Katz, que se confiesa demócrata, elogia los cambios que el republicano Bloomberg hizo en la ciudad de Nueva York. Porque no es sectario. Porque gestionar una gran ciudad requiere cintura, pacto y amplitud de miras. Y, sobre todo, salir de esa zona de confort ideológica útil e incluso necesaria en movilizaciones sociales, pero no para gobernar.
Los prejuicios de Colau sobre la iniciativa privada, sobre los emprendedores, ha provocado mucha burocracia --atención al vía crucis que sufre un pequeño empresario para abrir un bar con terraza en una ciudad mediterránea como Barcelona-- y poca complicidad con sectores sociales que, durante años ejercieron de motor de la ciudad. Puede parecer un contrasentido, pero la alcaldesa ha cometido el mismo pecado que esa izquierda elitista desconectada con las clases trabajadoras, las que necesitan también de esos negocios, nuevos o históricos, que hoy cierran sin asomo de protección por parte del ayuntamiento. Negocios que fueron abiertos por personas que, tras sufrir la gran crisis económica de 2008, capitalizaron el paro para abrir una tienda o un bar.

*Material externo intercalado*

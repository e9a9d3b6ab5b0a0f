//! Hybrid retrieval
//!
//! Weighted reciprocal rank fusion of several retrievers' ranked lists.

use crate::retrieval::{Candidate, Retriever, RetrieverHit, SearchResult};
use anyhow::Result;
use std::collections::HashMap;
use std::sync::Arc;

/// Standard RRF constant
pub const DEFAULT_RRF_C: f32 = 60.0;

/// A retriever taking part in the ensemble
#[derive(Clone)]
pub struct EnsembleMember {
    pub retriever: Arc<dyn Retriever>,
    /// Weight applied to this retriever's reciprocal ranks
    pub weight: f32,
    /// How many results to request from this retriever
    pub top_k: usize,
}

impl EnsembleMember {
    pub fn new(retriever: Arc<dyn Retriever>, weight: f32, top_k: usize) -> Self {
        Self {
            retriever,
            weight,
            top_k,
        }
    }
}

/// Ensemble retriever that merges member lists with weighted RRF
///
/// A passage at 1-indexed position `r` in member `i`'s list contributes
/// `weight_i / (r + c)`. Passages are identified by content, so the same text
/// returned by both retrievers is merged into one candidate.
///
/// Ordering is fully determined by the member lists: fused score descending,
/// then best original rank, then the position of the first member that
/// returned the passage, then first appearance.
pub struct EnsembleRetriever {
    members: Vec<EnsembleMember>,
    /// RRF constant (typically 60)
    c: f32,
}

impl EnsembleRetriever {
    /// Create an ensemble, validating weights and per-member `top_k`
    pub fn new(members: Vec<EnsembleMember>, c: f32) -> Result<Self> {
        if members.is_empty() {
            anyhow::bail!("Ensemble needs at least one retriever");
        }
        if !c.is_finite() || c < 0.0 {
            anyhow::bail!("RRF constant must be finite and >= 0, got {}", c);
        }
        for member in &members {
            if !member.weight.is_finite() || member.weight < 0.0 {
                anyhow::bail!(
                    "Weight for retriever '{}' must be finite and >= 0, got {}",
                    member.retriever.name(),
                    member.weight
                );
            }
            if member.top_k == 0 {
                anyhow::bail!("k for retriever '{}' must be > 0", member.retriever.name());
            }
        }
        if members.iter().map(|m| m.weight).sum::<f32>() <= 0.0 {
            anyhow::bail!("Ensemble weights must not all be zero");
        }

        Ok(Self { members, c })
    }

    pub fn members(&self) -> &[EnsembleMember] {
        &self.members
    }

    /// Query every member and merge the lists into ranked candidates
    ///
    /// A failing member fails the whole call with its own error.
    pub fn candidates(&self, query: &str) -> Result<Vec<Candidate>> {
        let mut results_lists = Vec::with_capacity(self.members.len());
        for member in &self.members {
            let results = member
                .retriever
                .retrieve(query, member.top_k)
                .map_err(|e| {
                    tracing::error!("Retriever '{}' failed: {:#}", member.retriever.name(), e);
                    e
                })?;
            tracing::debug!(
                "Retriever '{}' returned {} results",
                member.retriever.name(),
                results.len()
            );
            results_lists.push(results);
        }

        Ok(self.reciprocal_rank_fusion(results_lists))
    }

    fn reciprocal_rank_fusion(&self, results_lists: Vec<Vec<SearchResult>>) -> Vec<Candidate> {
        // Candidates in first-appearance order, keyed by content
        let mut merged: Vec<(Candidate, usize)> = Vec::new();
        let mut by_content: HashMap<String, usize> = HashMap::new();

        for (member_idx, (member, results)) in self.members.iter().zip(results_lists).enumerate() {
            for (position, result) in results.into_iter().enumerate() {
                let rank = position + 1;
                let hit = RetrieverHit {
                    retriever: member.retriever.name().to_string(),
                    rank,
                    score: result.score,
                };
                let rrf_score = member.weight / (rank as f32 + self.c);

                let existing = by_content.get(&result.chunk.content).copied();
                match existing {
                    Some(idx) => {
                        let (candidate, _) = &mut merged[idx];
                        candidate.fused_score += rrf_score;
                        candidate.hits.push(hit);
                    }
                    None => {
                        by_content.insert(result.chunk.content.clone(), merged.len());
                        merged.push((
                            Candidate {
                                chunk: result.chunk,
                                hits: vec![hit],
                                fused_score: rrf_score,
                                rerank_score: None,
                                rank: 0,
                            },
                            member_idx,
                        ));
                    }
                }
            }
        }

        // Stable sort keeps first appearance as the last tie-break
        merged.sort_by(|(a, a_member), (b, b_member)| {
            b.fused_score
                .total_cmp(&a.fused_score)
                .then_with(|| a.best_rank().cmp(&b.best_rank()))
                .then_with(|| a_member.cmp(b_member))
        });

        merged
            .into_iter()
            .enumerate()
            .map(|(idx, (mut candidate, _))| {
                candidate.rank = idx + 1;
                candidate
            })
            .collect()
    }
}

impl Retriever for EnsembleRetriever {
    fn retrieve(&self, query: &str, top_k: usize) -> Result<Vec<SearchResult>> {
        let mut candidates = self.candidates(query)?;
        candidates.truncate(top_k);
        Ok(candidates.into_iter().map(SearchResult::from).collect())
    }

    fn name(&self) -> &str {
        "ensemble"
    }
}
//! Deterministic embedding backends
//!
//! Neither backend needs model weights: `token` hashes words into buckets
//! (so lexical overlap yields similarity), `mock` hashes the whole text.

use crate::embedding::{normalize_embedding, Embedder, Embedding, EmbeddingConfig};
use anyhow::Result;
use std::collections::hash_map::DefaultHasher;
use std::hash::{Hash, Hasher};
use std::sync::Arc;

/// Mock embedder for testing (generates random but deterministic embeddings)
pub struct MockEmbedder {
    config: EmbeddingConfig,
}

impl MockEmbedder {
    /// Create a new mock embedder
    pub fn new(config: EmbeddingConfig) -> Self {
        Self { config }
    }

    /// Generate a deterministic embedding based on text hash
    fn generate_embedding(&self, text: &str) -> Embedding {
        let mut hasher = DefaultHasher::new();
        text.hash(&mut hasher);
        let mut state = hasher.finish();

        let mut embedding = Vec::with_capacity(self.config.dimension);
        for _ in 0..self.config.dimension {
            // Simple LCG (Linear Congruential Generator)
            state = state.wrapping_mul(1103515245).wrapping_add(12345);
            let value = ((state / 65536) % 10000) as f32 / 10000.0 - 0.5;
            embedding.push(value);
        }

        if self.config.normalize {
            normalize_embedding(&mut embedding);
        }
        embedding
    }
}

impl Embedder for MockEmbedder {
    fn embed(&self, text: &str) -> Result<Embedding> {
        Ok(self.generate_embedding(text))
    }

    fn dimension(&self) -> usize {
        self.config.dimension
    }

    fn model_name(&self) -> &str {
        &self.config.model_name
    }
}

/// Bag-of-words embedder: each lowercased token is hashed into a bucket
pub struct TokenEmbedder {
    config: EmbeddingConfig,
}

impl TokenEmbedder {
    /// Create a new token-based embedder
    pub fn new(config: EmbeddingConfig) -> Self {
        Self { config }
    }

    fn generate_embedding(&self, text: &str) -> Embedding {
        let dimension = self.config.dimension;
        let mut embedding = vec![0.0; dimension];

        let tokens: Vec<String> = text
            .split(|c: char| c.is_whitespace() || c.is_ascii_punctuation())
            .filter(|s| !s.is_empty())
            .map(|s| s.to_lowercase())
            .collect();

        if tokens.is_empty() || dimension == 0 {
            return embedding;
        }

        for token in &tokens {
            let mut hasher = DefaultHasher::new();
            token.hash(&mut hasher);
            let idx = (hasher.finish() as usize) % dimension;
            embedding[idx] += 1.0;
        }

        let total_tokens = tokens.len() as f32;
        for val in embedding.iter_mut() {
            *val /= total_tokens;
        }

        if self.config.normalize {
            normalize_embedding(&mut embedding);
        }
        embedding
    }
}

impl Embedder for TokenEmbedder {
    fn embed(&self, text: &str) -> Result<Embedding> {
        Ok(self.generate_embedding(text))
    }

    fn dimension(&self) -> usize {
        self.config.dimension
    }

    fn model_name(&self) -> &str {
        &self.config.model_name
    }
}

/// Create an embedder from its configuration
pub fn create_embedder(config: &EmbeddingConfig) -> Result<Arc<dyn Embedder>> {
    if config.dimension == 0 {
        anyhow::bail!("Embedding dimension must be > 0");
    }

    match config.backend.as_str() {
        "mock" => Ok(Arc::new(MockEmbedder::new(config.clone()))),
        "token" => Ok(Arc::new(TokenEmbedder::new(config.clone()))),
        other => anyhow::bail!("Unknown embedding backend: {}. Supported: token, mock", other),
    }
}
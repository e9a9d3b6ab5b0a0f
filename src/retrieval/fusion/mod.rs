//! Retriever fusion
//!
//! The retrieval stage of the conversational chain: lexical and vector
//! retrievers merged by the weighted ensemble, then re-ranked.

use crate::retrieval::{rerank, Candidate, EnsembleRetriever, Reranker};
use anyhow::Result;
use std::sync::Arc;

/// Ensemble retrieval followed by a re-ranking pass
pub struct RetrieverFusion {
    ensemble: EnsembleRetriever,
    reranker: Arc<dyn Reranker>,
    top_n: Option<usize>,
}

impl RetrieverFusion {
    /// Create a fusion stage that keeps every re-ranked candidate
    pub fn new(ensemble: EnsembleRetriever, reranker: Arc<dyn Reranker>) -> Self {
        Self {
            ensemble,
            reranker,
            top_n: None,
        }
    }

    /// Keep only the best `top_n` candidates after re-ranking
    pub fn with_top_n(mut self, top_n: usize) -> Self {
        self.top_n = Some(top_n);
        self
    }

    pub fn ensemble(&self) -> &EnsembleRetriever {
        &self.ensemble
    }

    /// Retrieve, merge and re-rank passages for a question
    ///
    /// Retriever failures are returned as-is; there is no fallback to a single
    /// retriever.
    pub fn fuse(&self, question: &str) -> Result<Vec<Candidate>> {
        let candidates = self.ensemble.candidates(question)?;
        let fused = candidates.len();

        let reranked = rerank(self.reranker.as_ref(), question, candidates, self.top_n)?;

        tracing::debug!(
            "Fused {} candidates, kept {} after re-ranking with '{}'",
            fused,
            reranked.len(),
            self.reranker.name()
        );
        Ok(reranked)
    }
}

“¡Es la globalización, estúpido!”. Y también el Ibex. Y las leyes del mercado. ¿Qué puede hacer entonces un ayuntamiento? ¿Qué puede hacer entonces David contra Goliat? Pues crear complicidades, renunciar a posiciones maximalistas, negociar, escuchar. Podemos lo está haciendo en el Gobierno español, donde se ha tragado su orgullo reivindicativo en cuestiones tan trascendentales como la reforma laboral. ¿Por qué no hace lo mismo Colau? ¿Tan descabellado es una moratoria fiscal? ¿O flexibilizar ese urbanismo táctico que tantos quebraderos de cabeza causa a comerciantes y ciudadanos? También para la propia Colau, cuyos contratos son investigados.
Incluso se debería dejar en segundo plano la política, como hace el alcalde de Málaga, Francisco de la Torre. Porque eso es lo que hace este edil del PP, según afirman los empresarios que le conocen e incluso la propia Manuela Carmena.
Barcelona se está quedando pequeña. Pero no lo hace con el dinamismo de ciudades como Málaga, sino que aguanta gracias a la inercia de una gran marca, de un orgullo de ciudad que está emulando Madrid, aunque en su caso se debe al populismo exacerbado de Isabel Díaz Ayuso. Va siendo hora, por tanto, de que esa gran Barcelona que soñó Pasqual Maragall sea una realidad. Que esa Barcelona del no a todo --a la ampliación del aeropuerto, a los Juegos Olímpicos de Invierno-- de paso a una metrópoli con verdaderas sinergias entre las ciudades que la componen. Hubo un tiempo en que la capital expulsaba hacia ciudades como L’Hospitalet de Llobregat todo aquello que no quería. Pero la ampliación de la Fira hacia ese municipio o la ciudad judicial demuestran que también entre urbes, las fronteras tienen menos sentido ahora. También las ideológicas.